Потеряв чувство реальности в результате огромного притока нефтедолларов, шах оказался полностью во власти своих амбиций и проектов. Он также стал неукоснительно придерживаться всех атрибутов имперской власти. Кто мог осмелиться не согласиться с шахом, предостеречь, принести плохую весть?! Что касается критики по поводу повышения цен, шах был настроен скептически и не придавал ей особого значения. Инфляция на Западе оправдывает дальнейшее повышение цен на нефть, говорил он, сбрасывая со счетов то, что более высокие нефтяные цены сами по себе могут поддерживать инфляцию. «Прошли времена, когда крупным индустриальным странам могла безнаказанно сходить с рук тактика политического и экономического давления, — объяснял он послу Соединенных Штатов. — Я хочу, чтобы вы знали, что шах не уступит перед иностранным давлением в вопросе о ценах на нефть». Кроме того, ограниченные нефтяные запасы Ирана, в сравнении с его соседями, говорили о необходимости установления более высоких цен, причем сейчас, а не потом. Поскольку, когда наступит это «потом», они могут уже истощиться. Наконец, существовала еще и гордость шаха. Теперь все прошлые унижения могли быть похоронены, все прежние насмешки и обиды возвращены. «Кое-кто считал, а кто-то, возможно, считает и сейчас, что я — игрушка в американских руках, — сказал в 1975 г. шах. — С какой стати мне соглашаться на такую роль? У нас есть необходимая мощь, которая сделает нас еще сильнее, так что зачем нам довольствоваться ролью орудия в чьих-то руках?»

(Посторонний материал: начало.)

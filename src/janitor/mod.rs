//! Bulk removal of leftover temporary resources.
//!
//! Every server and SSH key an upload creates carries the provenance label
//! `apricote.de/created-by=hcloud-upload-image`. The janitor finds all
//! resources with that label and deletes them, failing if anything remains
//! afterwards.
//!
//! # Concurrency
//!
//! The label cannot tell an orphaned resource from one that an upload in
//! progress still needs. Running a sweep while any upload is running in the
//! same project deletes that upload's server and key and makes it fail.

use thiserror::Error;
use tokio_util::sync::CancellationToken;

use crate::provider::{ActionHandle, LabeledResource, Provider, ProviderError};
use crate::request::{CREATED_BY_LABEL, CREATED_BY_VALUE};

/// Label selector matching every resource created by an upload.
#[must_use]
pub fn label_selector() -> String {
    format!("{CREATED_BY_LABEL}={CREATED_BY_VALUE}")
}

/// Summary of janitor work.
#[derive(Clone, Debug, Default, Eq, PartialEq)]
pub struct SweepSummary {
    /// Number of servers deleted during the sweep.
    pub deleted_servers: usize,
    /// Number of SSH keys deleted during the sweep.
    pub deleted_ssh_keys: usize,
}

/// Errors returned by the janitor.
#[derive(Clone, Debug, Error, Eq, PartialEq)]
pub enum JanitorError {
    /// Raised when listing labelled resources fails.
    #[error("failed to list {resource}: {message}")]
    List {
        /// Resource type being listed (for example `servers`).
        resource: &'static str,
        /// Provider error message.
        message: String,
    },
    /// Raised when the caller cancelled the sweep.
    #[error("sweep cancelled")]
    Cancelled,
    /// Raised when resources remain after the sweep.
    #[error("resources remain after janitor sweep: {message}")]
    NotClean {
        /// Human-readable description of what remains.
        message: String,
    },
}

/// Deletes provenance-labelled resources through a [`Provider`].
#[derive(Clone, Debug)]
pub struct Janitor<P> {
    provider: P,
}

impl<P: Provider + Sync> Janitor<P> {
    /// Creates a janitor backed by `provider`.
    #[must_use]
    pub const fn new(provider: P) -> Self {
        Self { provider }
    }

    /// Performs a sweep and returns how many resources were deleted.
    ///
    /// Servers are deleted first and their deletion awaited, so no key is
    /// removed while a server still references it. Individual deletion
    /// failures do not stop the sweep; the final re-listing decides the
    /// outcome.
    ///
    /// # Errors
    ///
    /// Returns [`JanitorError`] when listing fails, the sweep is cancelled,
    /// or labelled resources remain after deletion attempts.
    pub async fn sweep(&self, cancel: &CancellationToken) -> Result<SweepSummary, JanitorError> {
        let selector = label_selector();
        let mut failures = Vec::new();

        let servers = self.list_servers(&selector).await?;
        let mut deleted_servers = 0;
        let mut pending_actions: Vec<ActionHandle> = Vec::new();
        for server in &servers {
            ensure_active(cancel)?;
            match self.provider.delete_server(server.id).await {
                Ok(action) => {
                    tracing::info!(server = %server.name, id = server.id, "deleting server");
                    pending_actions.push(action);
                    deleted_servers += 1;
                }
                Err(err) if err.is_not_found() => {
                    tracing::debug!(server = %server.name, id = server.id, "server already gone");
                }
                Err(err) => {
                    tracing::warn!(server = %server.name, id = server.id, error = %err, "failed to delete server");
                    failures.push(format!("server {} ({}): {err}", server.name, server.id));
                }
            }
        }

        if !pending_actions.is_empty()
            && let Err(err) = self
                .provider
                .wait_for_actions(&pending_actions, cancel)
                .await
        {
            ensure_active(cancel)?;
            tracing::warn!(error = %err, "waiting for server deletion failed");
            failures.push(format!("server deletion: {err}"));
        }

        let keys = self.list_ssh_keys(&selector).await?;
        let mut deleted_ssh_keys = 0;
        for key in &keys {
            ensure_active(cancel)?;
            match self.provider.delete_ssh_key(key.id).await {
                Ok(()) => {
                    tracing::info!(ssh_key = %key.name, id = key.id, "deleted ssh key");
                    deleted_ssh_keys += 1;
                }
                Err(err) if err.is_not_found() => {
                    tracing::debug!(ssh_key = %key.name, id = key.id, "ssh key already gone");
                }
                Err(err) => {
                    tracing::warn!(ssh_key = %key.name, id = key.id, error = %err, "failed to delete ssh key");
                    failures.push(format!("ssh key {} ({}): {err}", key.name, key.id));
                }
            }
        }

        let remaining_servers = self.list_servers(&selector).await?;
        let remaining_keys = self.list_ssh_keys(&selector).await?;
        if !remaining_servers.is_empty() || !remaining_keys.is_empty() {
            let mut message = format!(
                "servers remaining: {}, ssh keys remaining: {}",
                remaining_servers.len(),
                remaining_keys.len()
            );
            if !failures.is_empty() {
                message.push_str("; ");
                message.push_str(&failures.join("; "));
            }
            return Err(JanitorError::NotClean { message });
        }

        Ok(SweepSummary {
            deleted_servers,
            deleted_ssh_keys,
        })
    }

    async fn list_servers(&self, selector: &str) -> Result<Vec<LabeledResource>, JanitorError> {
        self.provider
            .list_servers(selector)
            .await
            .map_err(|err| JanitorError::List {
                resource: "servers",
                message: err.to_string(),
            })
    }

    async fn list_ssh_keys(&self, selector: &str) -> Result<Vec<LabeledResource>, JanitorError> {
        self.provider
            .list_ssh_keys(selector)
            .await
            .map_err(|err| JanitorError::List {
                resource: "ssh keys",
                message: err.to_string(),
            })
    }
}

fn ensure_active(cancel: &CancellationToken) -> Result<(), JanitorError> {
    if cancel.is_cancelled() {
        return Err(JanitorError::Cancelled);
    }
    Ok(())
}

Однако настойчивость шаха в повышении цен привела к столкновению с его соседями по ту сторону залива. Саудовская Аравия не одобрила повышения цен в декабре 1973 г., считая, что оно слишком велико и тем самым угрожает ее экономическому положению. Саудовцев также тревожила возможная потеря контроля в ОПЕК и в принятии основных решений в ценовой политике, что было крайне важно для существования королевства и его будущего. К тому же дальнейшее повышение цен на нефть стимулировало повторение циклов экономического спада и инфляции, и это, естественно, было не в их интересах. Обладая огромными запасами нефти, саудовцы, в отличие от Ирана, занимали решающие позиции на долгосрочных рынках нефти и опасались, что постоянные повышения цен приведут к переходу от нефти к традиционным и альтернативным энергоносителям, а это сократит их рынок и таким образом уменьшит значение их ресурсов.

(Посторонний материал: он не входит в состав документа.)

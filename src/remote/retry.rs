//! Bounded exponential backoff.

use std::future::Future;
use std::time::Duration;

use thiserror::Error;
use tokio::time::sleep;
use tokio_util::sync::CancellationToken;

/// Attempt and backoff bounds for a retried operation.
#[derive(Clone, Copy, Debug, Eq, PartialEq)]
pub struct RetryPolicy {
    /// Total number of attempts, including the first one.
    pub max_attempts: u32,
    /// Pause after the first failed attempt.
    pub base_delay: Duration,
    /// Upper bound for any single pause.
    pub max_delay: Duration,
}

impl RetryPolicy {
    /// Creates a policy.
    #[must_use]
    pub const fn new(max_attempts: u32, base_delay: Duration, max_delay: Duration) -> Self {
        Self {
            max_attempts,
            base_delay,
            max_delay,
        }
    }

    /// Pause after failed attempt number `attempt` (1-based): the base delay
    /// doubled per previous failure, capped at [`Self::max_delay`].
    #[must_use]
    pub fn backoff(&self, attempt: u32) -> Duration {
        let factor = 1_u32
            .checked_shl(attempt.saturating_sub(1))
            .unwrap_or(u32::MAX);
        self.base_delay.saturating_mul(factor).min(self.max_delay)
    }
}

/// Outcome classification of a failed attempt.
#[derive(Clone, Debug, Eq, PartialEq)]
pub enum Attempt<E> {
    /// The operation may succeed if tried again.
    Retryable(E),
    /// Trying again cannot help.
    Fatal(E),
}

/// Terminal failure of [`retry_with_backoff`].
#[derive(Clone, Debug, Error, Eq, PartialEq)]
pub enum RetryError<E> {
    /// Every attempt failed with a retryable error.
    #[error("gave up after {attempts} attempts: {last}")]
    Exhausted {
        /// Attempts made.
        attempts: u32,
        /// Error from the final attempt.
        last: E,
    },
    /// An attempt failed with a non-retryable error.
    #[error("{0}")]
    Fatal(E),
    /// The cancellation token fired.
    #[error("cancelled")]
    Cancelled,
}

/// Runs `operation` until it succeeds, fails fatally, exhausts
/// `policy.max_attempts` or `cancel` fires.
///
/// `operation` receives the 1-based attempt number. `on_retry` is invoked
/// before each pause with the upcoming attempt number, the pause and the
/// error that caused it.
///
/// # Errors
///
/// Returns [`RetryError`] describing why no attempt succeeded.
pub async fn retry_with_backoff<T, E, F, Fut, R>(
    policy: &RetryPolicy,
    cancel: &CancellationToken,
    mut on_retry: R,
    mut operation: F,
) -> Result<T, RetryError<E>>
where
    F: FnMut(u32) -> Fut,
    Fut: Future<Output = Result<T, Attempt<E>>>,
    R: FnMut(u32, Duration, &E),
{
    let mut attempt: u32 = 0;
    loop {
        if cancel.is_cancelled() {
            return Err(RetryError::Cancelled);
        }
        attempt = attempt.saturating_add(1);

        let result = tokio::select! {
            () = cancel.cancelled() => return Err(RetryError::Cancelled),
            result = operation(attempt) => result,
        };

        let err = match result {
            Ok(value) => return Ok(value),
            Err(Attempt::Fatal(err)) => return Err(RetryError::Fatal(err)),
            Err(Attempt::Retryable(err)) => err,
        };

        if attempt >= policy.max_attempts {
            return Err(RetryError::Exhausted {
                attempts: attempt,
                last: err,
            });
        }

        let delay = policy.backoff(attempt);
        on_retry(attempt.saturating_add(1), delay, &err);

        tokio::select! {
            () = cancel.cancelled() => return Err(RetryError::Cancelled),
            () = sleep(delay) => {}
        }
    }
}

#[cfg(test)]
mod tests {
    use super::*;
    use rstest::rstest;
    use std::sync::atomic::{AtomicU32, Ordering};

    fn policy(max_attempts: u32) -> RetryPolicy {
        RetryPolicy::new(
            max_attempts,
            Duration::from_millis(200),
            Duration::from_secs(2),
        )
    }

    #[rstest]
    #[case(1, Duration::from_millis(200))]
    #[case(2, Duration::from_millis(400))]
    #[case(3, Duration::from_millis(800))]
    #[case(4, Duration::from_millis(1600))]
    #[case(5, Duration::from_secs(2))]
    #[case(64, Duration::from_secs(2))]
    fn backoff_doubles_up_to_ceiling(#[case] attempt: u32, #[case] expected: Duration) {
        assert_eq!(policy(100).backoff(attempt), expected);
    }

    #[tokio::test(start_paused = true)]
    async fn succeeds_after_retryable_failures() {
        let calls = AtomicU32::new(0);
        let mut retries = Vec::new();
        let result: Result<u32, RetryError<&str>> = retry_with_backoff(
            &policy(5),
            &CancellationToken::new(),
            |attempt, delay, _: &&str| retries.push((attempt, delay)),
            |attempt| {
                calls.fetch_add(1, Ordering::SeqCst);
                async move {
                    if attempt < 3 {
                        Err(Attempt::Retryable("refused"))
                    } else {
                        Ok(attempt)
                    }
                }
            },
        )
        .await;

        assert_eq!(result, Ok(3));
        assert_eq!(calls.load(Ordering::SeqCst), 3);
        assert_eq!(
            retries,
            vec![
                (2, Duration::from_millis(200)),
                (3, Duration::from_millis(400))
            ]
        );
    }

    #[tokio::test(start_paused = true)]
    async fn stops_after_max_attempts() {
        let calls = AtomicU32::new(0);
        let result: Result<(), RetryError<&str>> = retry_with_backoff(
            &policy(4),
            &CancellationToken::new(),
            |_, _, _| {},
            |_| {
                calls.fetch_add(1, Ordering::SeqCst);
                async { Err(Attempt::Retryable("refused")) }
            },
        )
        .await;

        assert_eq!(
            result,
            Err(RetryError::Exhausted {
                attempts: 4,
                last: "refused"
            })
        );
        assert_eq!(calls.load(Ordering::SeqCst), 4);
    }

    #[tokio::test(start_paused = true)]
    async fn fatal_error_stops_immediately() {
        let calls = AtomicU32::new(0);
        let result: Result<(), RetryError<&str>> = retry_with_backoff(
            &policy(100),
            &CancellationToken::new(),
            |_, _, _| {},
            |_| {
                calls.fetch_add(1, Ordering::SeqCst);
                async { Err(Attempt::Fatal("no ssh binary")) }
            },
        )
        .await;

        assert_eq!(result, Err(RetryError::Fatal("no ssh binary")));
        assert_eq!(calls.load(Ordering::SeqCst), 1);
    }

    #[tokio::test(start_paused = true)]
    async fn cancellation_interrupts_backoff() {
        let cancel = CancellationToken::new();
        let trigger = cancel.clone();
        let result: Result<(), RetryError<&str>> = retry_with_backoff(
            &policy(100),
            &cancel,
            move |_, _, _| trigger.cancel(),
            |_| async { Err(Attempt::Retryable("refused")) },
        )
        .await;

        assert_eq!(result, Err(RetryError::Cancelled));
    }

    #[tokio::test]
    async fn cancelled_token_skips_first_attempt() {
        let cancel = CancellationToken::new();
        cancel.cancel();
        let calls = AtomicU32::new(0);
        let result: Result<(), RetryError<&str>> = retry_with_backoff(
            &policy(3),
            &cancel,
            |_, _, _| {},
            |_| {
                calls.fetch_add(1, Ordering::SeqCst);
                async { Ok(()) }
            },
        )
        .await;

        assert_eq!(result, Err(RetryError::Cancelled));
        assert_eq!(calls.load(Ordering::SeqCst), 0);
    }
}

Помимо этих соображений были и другие основания для тревоги. Саудовская Аравия — страна с большой территорией, но с небольшим населением, немногим больше, чем, например, географически крохотный Гонконг. Быстрый рост нефтяных доходов, ослабляя традиционные связи, обеспечивавшие целостность королевства, мог создать социальную и политическую напряженность, а также определенную угрозу в будущем. Не хотели саудовцы и того, чтобы высокие цены нарушали, осложняли или даже сводили на нет достижение их целей в условиях арабо-израильского конфликта. Они также опасались, что повышение цен приведет к политической нестабильности как в индустриальном, так и в развивающемся мире, и в свое время волна ее дойдет и до них. Экономические трудности Европы середины 1970-х гг. открыли дверь в правительство коммунистам, в частности в Италии, и перспектива их прихода к власти на Средиземноморском побережье Европы глубоко тревожила саудовское правительство, опасавшееся планов Советского Союза усилить свое влияние на Ближнем Востоке.
В Эр-Рияде была и еще одна причина для тревоги — Иран. Саудовцы были убеждены, что шах полностью находится во власти своих амбиций и недальновидно требует повышения цен. Дальнейшие скачки цен только увеличат доходы и власть Ирана, что позволит ему покупать еще больше оружия, изменив, таким образом, стратегический баланс сил и способствуя претензиям шаха на гегемонию в регионе Персидского залива. Почему, удивлялись саудовцы, американцы так носятся с шахом? В августе 1975 г. посол США в Эр-Рияде сообщил в Вашингтон о словах Ямани, что «ему и другим саудовцам становится тошно от разговоров о вечной дружбе между Ираном и Соединенными Штатами. Им хорошо известно, что шах страдает манией величия и что он крайне неуравновешен психически. И если мы не видим этого, значит, с нашей наблюдательностью явно не все в порядке». Слова Ямани прозвучали как предупреждение: «В случае ухода шаха со сцены мы получим в Тегеране воинствующий антиамериканский режим».